At Dachau

On the infamous “Night of Broken Glass” November 9, 1938, the Nazis unleashed a savage against the Jews of Germany. Leo Fuchs, my father was one of the 30,000 Jewish men arrested in Germany that night and among the 500 arrested in his home city of Leipzig.

Historians called that night, Kristallnacht, or in Germany Reichspogromnacht, the clear boundary in time after which no one could any longer doubt Hitler’s ultimate plan for Europe’s Jews.

That ultimate plan condemned one-third of all the Jews in the world to death. Two-thirds of Europe’s Jews and three-fourths of Europe’s Rabbis Cantors, Jewish educators and communal leaders perished.

Out of the 18,000 Jews who lived in Leipzig in 1935, Hitler killed 14,000, seven out of every nine.

Upon their arrest on Kristallnacht, Leipzig’s captives had to stand in the stream that flows through the city zoo.

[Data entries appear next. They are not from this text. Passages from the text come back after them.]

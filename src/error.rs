//! Error types for the Foxops client.
//!
//! Every failure the client can report is a [`FoxopsError`]. Variants keep
//! their underlying cause reachable through [`std::error::Error::source`], so
//! callers can walk the chain or match on the variant that matters to them.
//!
//! # Taxonomy
//!
//! | Variant | Raised when | Retried |
//! |---------|-------------|---------|
//! | [`FoxopsError::InvalidId`] | an id is not numeric | never |
//! | [`FoxopsError::Transport`] | the network call itself failed | by the retry layer |
//! | [`FoxopsError::UnexpectedStatus`] | the server answered with the wrong status | never |
//! | [`FoxopsError::Decode`] | the body could not be mapped | never |
//! | [`FoxopsError::WaitTimedOut`] | a merge request did not reach its status in time | never |
//!
//! # Examples
//!
//! ```
//! use foxops_client::{ApiError, FoxopsError};
//!
//! let err = FoxopsError::UnexpectedStatus {
//!     expected: 200,
//!     actual: 404,
//!     source: ApiError::Message { message: "incarnation not found".into() },
//! };
//! assert_eq!(
//!     err.to_string(),
//!     "unexpected status code 404, wants 200: incarnation not found"
//! );
//! assert_eq!(err.status(), Some(404));
//! ```

use crate::context::ContextError;
use crate::transport::TransportError;
use crate::types::{Incarnation, IncarnationId};
use std::fmt;
use std::num::ParseIntError;
use thiserror::Error;

/// Result type alias for Foxops client operations.
pub type Result<T> = std::result::Result<T, FoxopsError>;

/// Errors returned by the Foxops client.
#[derive(Debug, Error)]
pub enum FoxopsError {
    /// The incarnation id could not be converted to its numeric wire form.
    #[error("invalid incarnation id {id:?}")]
    InvalidId {
        /// The id as supplied by the caller.
        id: String,
        /// Why parsing failed.
        #[source]
        source: ParseIntError,
    },

    /// Client configuration is unusable.
    #[error(transparent)]
    Config(#[from] ConfigError),

    /// The request never produced a response.
    #[error("request failed after {attempts} attempt(s)")]
    Transport {
        /// How many times the request was sent.
        attempts: u32,
        /// The last transport failure.
        #[source]
        source: TransportError,
    },

    /// The server answered with a status other than the one the operation expects.
    #[error("unexpected status code {actual}, wants {expected}: {source}")]
    UnexpectedStatus {
        /// Status the operation expects.
        expected: u16,
        /// Status the server returned.
        actual: u16,
        /// What the error body said, if anything.
        #[source]
        source: ApiError,
    },

    /// A successful response body could not be mapped to an [`Incarnation`].
    #[error("failed to decode incarnation")]
    Decode(#[from] DecodeError),

    /// Template data supplied by the caller cannot be put on the wire.
    #[error("invalid template data")]
    InvalidTemplateData(#[source] TemplateDataErrors),

    /// The request body could not be serialized.
    #[error("failed to encode request body")]
    Encode(#[source] serde_json::Error),

    /// The execution context ended before the operation completed.
    #[error(transparent)]
    Context(#[from] ContextError),

    /// The context deadline elapsed while waiting for a merge request status.
    #[error("timed out waiting for the merge request of incarnation {id} to reach status {status:?}")]
    WaitTimedOut {
        /// Incarnation being polled.
        id: IncarnationId,
        /// Status that was awaited.
        status: String,
        /// Last incarnation observed before the deadline, if any poll succeeded.
        last_seen: Option<Box<Incarnation>>,
        /// Always [`ContextError::DeadlineExceeded`].
        #[source]
        source: ContextError,
    },
}

impl FoxopsError {
    /// Whether this error means a deadline elapsed.
    pub fn is_timeout(&self) -> bool {
        match self {
            FoxopsError::WaitTimedOut { .. } => true,
            FoxopsError::Context(ContextError::DeadlineExceeded) => true,
            FoxopsError::Transport { source, .. } => source.is_timeout(),
            _ => false,
        }
    }

    /// Whether this error was caused by cancelling the context.
    pub fn is_cancelled(&self) -> bool {
        matches!(self, FoxopsError::Context(ContextError::Cancelled))
    }

    /// Whether repeating the same call could succeed.
    pub fn is_retryable(&self) -> bool {
        match self {
            FoxopsError::Transport { .. } => true,
            FoxopsError::UnexpectedStatus { actual, .. } => {
                crate::client::is_retryable_status(*actual)
            }
            _ => false,
        }
    }

    /// The HTTP status the server returned, for status mismatches.
    pub fn status(&self) -> Option<u16> {
        match self {
            FoxopsError::UnexpectedStatus { actual, .. } => Some(*actual),
            _ => None,
        }
    }
}

/// Cause attached to [`FoxopsError::UnexpectedStatus`].
#[derive(Debug, Error)]
pub enum ApiError {
    /// The server sent its structured `{"message": ...}` error body.
    #[error("{message}")]
    Message {
        /// Message from the server, verbatim.
        message: String,
    },

    /// The body was readable but not a structured error.
    #[error("failed to decode error message")]
    UndecodableBody(#[source] serde_json::Error),

    /// The body could not be read at all.
    #[error("failed to read response body")]
    UnreadableBody(#[source] reqwest::Error),
}

impl ApiError {
    /// Server message, when one was sent.
    pub fn message(&self) -> Option<&str> {
        match self {
            ApiError::Message { message } => Some(message),
            _ => None,
        }
    }
}

/// Failure mapping a success response body.
#[derive(Debug, Error)]
pub enum DecodeError {
    /// The body could not be read.
    #[error("failed to read response body")]
    Read(#[source] reqwest::Error),

    /// The body is not a valid incarnation document.
    #[error("malformed incarnation body")]
    Body(#[source] serde_json::Error),

    /// One or more template data entries had an unsupported shape.
    #[error("malformed template data")]
    TemplateData(#[source] TemplateDataErrors),
}

/// A single template data entry that is not a string, integer or float.
#[derive(Debug, Clone, PartialEq, Error)]
#[error("template_data[{key:?}]: {reason}")]
pub struct TemplateDataError {
    /// Key of the offending entry.
    pub key: String,
    /// What was wrong with it.
    pub reason: String,
}

impl TemplateDataError {
    pub(crate) fn new(key: impl Into<String>, reason: impl Into<String>) -> Self {
        TemplateDataError {
            key: key.into(),
            reason: reason.into(),
        }
    }
}

/// All template data failures of a single encode or decode, joined.
///
/// Template data is processed key by key without stopping at the first bad
/// entry, so one error reports every key that failed.
#[derive(Debug, Clone, PartialEq, Default)]
pub struct TemplateDataErrors(pub Vec<TemplateDataError>);

impl TemplateDataErrors {
    /// The individual failures, in key order.
    pub fn errors(&self) -> &[TemplateDataError] {
        &self.0
    }

    pub(crate) fn push(&mut self, error: TemplateDataError) {
        self.0.push(error);
    }

    pub(crate) fn is_empty(&self) -> bool {
        self.0.is_empty()
    }
}

impl fmt::Display for TemplateDataErrors {
    fn fmt(&self, f: &mut fmt::Formatter<'_>) -> fmt::Result {
        for (i, error) in self.0.iter().enumerate() {
            if i > 0 {
                f.write_str("; ")?;
            }
            write!(f, "{error}")?;
        }
        Ok(())
    }
}

impl std::error::Error for TemplateDataErrors {}

/// Invalid or missing client configuration.
#[derive(Debug, Clone, PartialEq, Error)]
pub enum ConfigError {
    /// No endpoint was configured.
    #[error("missing Foxops API endpoint: set the endpoint or the {env_var} environment variable")]
    MissingEndpoint {
        /// Environment variable consulted as a fallback.
        env_var: &'static str,
    },

    /// No token was configured.
    #[error("missing Foxops API token: set the token or the {env_var} environment variable")]
    MissingToken {
        /// Environment variable consulted as a fallback.
        env_var: &'static str,
    },

    /// The endpoint is not an absolute URL.
    #[error("invalid Foxops API endpoint {endpoint:?}: {reason}")]
    InvalidEndpoint {
        /// Endpoint as configured.
        endpoint: String,
        /// Parser message.
        reason: String,
    },

    /// The token cannot be carried in an Authorization header.
    #[error("invalid Foxops API token: {0}")]
    InvalidToken(String),

    /// A timeout string could not be parsed.
    #[error("invalid timeout {value:?}: {reason}")]
    InvalidTimeout {
        /// The rejected value.
        value: String,
        /// Why it was rejected.
        reason: String,
    },
}

#[cfg(test)]
mod tests {
    use super::*;

    #[test]
    fn test_unexpected_status_keeps_cause() {
        use std::error::Error as _;

        let err = FoxopsError::UnexpectedStatus {
            expected: 201,
            actual: 409,
            source: ApiError::Message {
                message: "incarnation already exists".to_string(),
            },
        };
        assert_eq!(
            err.to_string(),
            "unexpected status code 409, wants 201: incarnation already exists"
        );
        let cause = err.source().unwrap();
        assert_eq!(cause.to_string(), "incarnation already exists");
        assert!(!err.is_retryable());
    }

    #[test]
    fn test_template_data_errors_join() {
        let mut errors = TemplateDataErrors::default();
        errors.push(TemplateDataError::new("a", "found boolean"));
        errors.push(TemplateDataError::new("b", "found null"));
        assert_eq!(
            errors.to_string(),
            r#"template_data["a"]: found boolean; template_data["b"]: found null"#
        );
        assert_eq!(errors.errors().len(), 2);
    }

    #[test]
    fn test_timeout_classification() {
        assert!(FoxopsError::Context(ContextError::DeadlineExceeded).is_timeout());
        assert!(!FoxopsError::Context(ContextError::Cancelled).is_timeout());
        assert!(FoxopsError::Context(ContextError::Cancelled).is_cancelled());
    }

    #[test]
    fn test_status_only_for_mismatch() {
        let err = FoxopsError::Config(ConfigError::MissingToken {
            env_var: "FOXOPS_TOKEN",
        });
        assert_eq!(err.status(), None);
        assert!(err.to_string().contains("FOXOPS_TOKEN"));
    }
}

There Nazi soldiers commanded citizens to spit on them, curse at them and throw mud on them.

Then they took my father to Dachau where they shaved his head and beat him.

But my father was one of the very fortunate ones. He had an older brother and an uncle already established in the United States. They petitioned Governor Herbert Lehman of New York, a Jew with German roots, and on December 3, 1938, my father was able to sail for New York City.

There he met and married my mother, and my sister Rochelle and I were born. I am very grateful.

I have never visited Dachau, but Dachau visits me often. My father’s two older brothers lived into their 80’s; my father died at 57.

Yes, I blame Dachau.

If someday I physically go there, these are the words I shall say:

 

Sometimes silence is the only appropriate response.

When we confront the depths of depravity to which humans can descend,

And the depths of despair that humans can inflict on others, Slack-jawed silence is the only response that is not flawed.

Entering Dachau is such a time.

The questions, “Why? And “How?” are all we can utter.

But there are no answers.

But if we believe,

In spite of what this place represents,

That there is a God, or a force within us that bids us to do what is

       just and right,

Then we must act—

     as God’s eyes that see the pain around us,

     as God’s ears, that hear the anguished cries,

     as God’s hands that reach out to comfort

           those who suffer

     and as God’s feet that run to those

     Whom life has wounded—

To walk with them

Away from the shattered past

       Of yesterday

Toward tomorrow

       And the promise of hope!

Amen

13 thoughts on “At Dachau

  1. 🙏🏼Oh my this is tender and heart wrenching at the same time. You know what I believe? I believe one day we will know the why’s and maybe we know already and we just don’t know it yet. I do believe that God comforts, heals and brings light to the darkness. I think maybe your sharing opens doors for that light to shine in. One heart at a time maybe! Blessings to you my friend.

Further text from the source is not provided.